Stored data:
◆ ◆ ◆ ◆ ◆

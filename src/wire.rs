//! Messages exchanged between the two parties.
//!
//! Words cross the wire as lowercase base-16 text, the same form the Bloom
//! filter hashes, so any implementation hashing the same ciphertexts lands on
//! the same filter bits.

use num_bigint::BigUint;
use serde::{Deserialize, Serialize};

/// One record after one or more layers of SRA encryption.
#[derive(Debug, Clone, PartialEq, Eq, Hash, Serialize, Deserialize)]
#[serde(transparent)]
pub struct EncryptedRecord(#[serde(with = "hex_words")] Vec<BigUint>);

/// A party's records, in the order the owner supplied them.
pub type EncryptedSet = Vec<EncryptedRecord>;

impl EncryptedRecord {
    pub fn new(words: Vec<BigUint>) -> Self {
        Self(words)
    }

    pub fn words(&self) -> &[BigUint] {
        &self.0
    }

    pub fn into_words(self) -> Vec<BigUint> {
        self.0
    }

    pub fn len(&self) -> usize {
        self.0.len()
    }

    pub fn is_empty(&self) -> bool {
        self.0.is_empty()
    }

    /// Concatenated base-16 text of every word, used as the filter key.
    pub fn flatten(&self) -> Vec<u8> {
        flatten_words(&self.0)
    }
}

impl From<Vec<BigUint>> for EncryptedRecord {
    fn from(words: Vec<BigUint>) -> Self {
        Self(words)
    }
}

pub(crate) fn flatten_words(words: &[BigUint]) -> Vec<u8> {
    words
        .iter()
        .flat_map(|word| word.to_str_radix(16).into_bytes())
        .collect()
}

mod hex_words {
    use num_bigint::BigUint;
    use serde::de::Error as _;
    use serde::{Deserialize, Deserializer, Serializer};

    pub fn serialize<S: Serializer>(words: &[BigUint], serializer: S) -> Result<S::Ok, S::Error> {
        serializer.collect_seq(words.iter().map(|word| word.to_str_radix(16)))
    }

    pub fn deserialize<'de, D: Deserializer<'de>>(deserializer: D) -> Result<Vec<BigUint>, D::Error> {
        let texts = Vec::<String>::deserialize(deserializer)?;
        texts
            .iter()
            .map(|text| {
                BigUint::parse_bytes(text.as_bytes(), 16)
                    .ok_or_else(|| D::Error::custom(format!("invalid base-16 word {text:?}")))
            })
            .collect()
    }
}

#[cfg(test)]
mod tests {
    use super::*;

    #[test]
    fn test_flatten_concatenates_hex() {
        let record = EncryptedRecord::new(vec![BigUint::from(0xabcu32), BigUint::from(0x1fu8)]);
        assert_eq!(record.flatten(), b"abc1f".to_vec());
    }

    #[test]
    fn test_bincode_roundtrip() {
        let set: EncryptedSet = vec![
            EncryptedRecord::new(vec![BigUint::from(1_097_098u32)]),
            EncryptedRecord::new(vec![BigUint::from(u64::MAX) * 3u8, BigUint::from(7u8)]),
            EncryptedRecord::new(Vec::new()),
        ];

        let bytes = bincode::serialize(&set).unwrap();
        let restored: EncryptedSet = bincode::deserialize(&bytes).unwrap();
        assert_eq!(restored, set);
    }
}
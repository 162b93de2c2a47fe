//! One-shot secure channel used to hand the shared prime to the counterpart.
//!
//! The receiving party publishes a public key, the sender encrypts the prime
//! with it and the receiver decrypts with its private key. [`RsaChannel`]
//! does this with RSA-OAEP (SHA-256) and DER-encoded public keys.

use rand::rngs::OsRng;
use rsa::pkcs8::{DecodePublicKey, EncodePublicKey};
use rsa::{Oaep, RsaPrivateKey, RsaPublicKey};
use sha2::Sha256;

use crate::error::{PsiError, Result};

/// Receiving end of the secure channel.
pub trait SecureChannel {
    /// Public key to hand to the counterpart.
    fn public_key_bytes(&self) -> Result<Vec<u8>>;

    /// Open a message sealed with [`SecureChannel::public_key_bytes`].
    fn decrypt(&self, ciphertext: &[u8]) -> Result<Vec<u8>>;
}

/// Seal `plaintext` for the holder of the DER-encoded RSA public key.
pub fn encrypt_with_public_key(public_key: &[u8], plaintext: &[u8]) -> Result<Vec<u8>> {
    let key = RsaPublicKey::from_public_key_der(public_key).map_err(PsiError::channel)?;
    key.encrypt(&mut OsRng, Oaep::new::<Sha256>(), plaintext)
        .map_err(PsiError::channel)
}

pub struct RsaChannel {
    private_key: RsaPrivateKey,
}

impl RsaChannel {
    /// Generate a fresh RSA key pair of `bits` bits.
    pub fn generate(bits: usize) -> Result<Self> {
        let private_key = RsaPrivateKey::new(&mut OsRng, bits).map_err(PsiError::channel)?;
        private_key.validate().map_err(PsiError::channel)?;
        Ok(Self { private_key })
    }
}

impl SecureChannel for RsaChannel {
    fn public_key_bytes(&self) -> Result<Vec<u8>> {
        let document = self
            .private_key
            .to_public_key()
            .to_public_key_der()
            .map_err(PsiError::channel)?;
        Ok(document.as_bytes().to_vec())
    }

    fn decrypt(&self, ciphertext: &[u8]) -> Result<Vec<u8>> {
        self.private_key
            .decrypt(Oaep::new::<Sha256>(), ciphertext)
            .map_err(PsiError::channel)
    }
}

◆ ◆ ◆ ◆ ◆

* _Brief_: Scan the data for lines containing "Result" and copy all of them.

* _Answer space_:
    pub fn serialize<S: Serializer>(words: &[BigUint], serializer: S) -> Result<S::Ok, S::Error> {
    pub fn deserialize<'de, D: Deserializer<'de>>(deserializer: D) -> Result<Vec<BigUint>, D::Error> {
use crate::error::{PsiError, Result};
    fn public_key_bytes(&self) -> Result<Vec<u8>>;
    fn decrypt(&self, ciphertext: &[u8]) -> Result<Vec<u8>>;
pub fn encrypt_with_public_key(public_key: &[u8], plaintext: &[u8]) -> Result<Vec<u8>> {
    pub fn generate(bits: usize) -> Result<Self> {
    fn public_key_bytes(&self) -> Result<Vec<u8>> {
    fn decrypt(&self, ciphertext: &[u8]) -> Result<Vec<u8>> {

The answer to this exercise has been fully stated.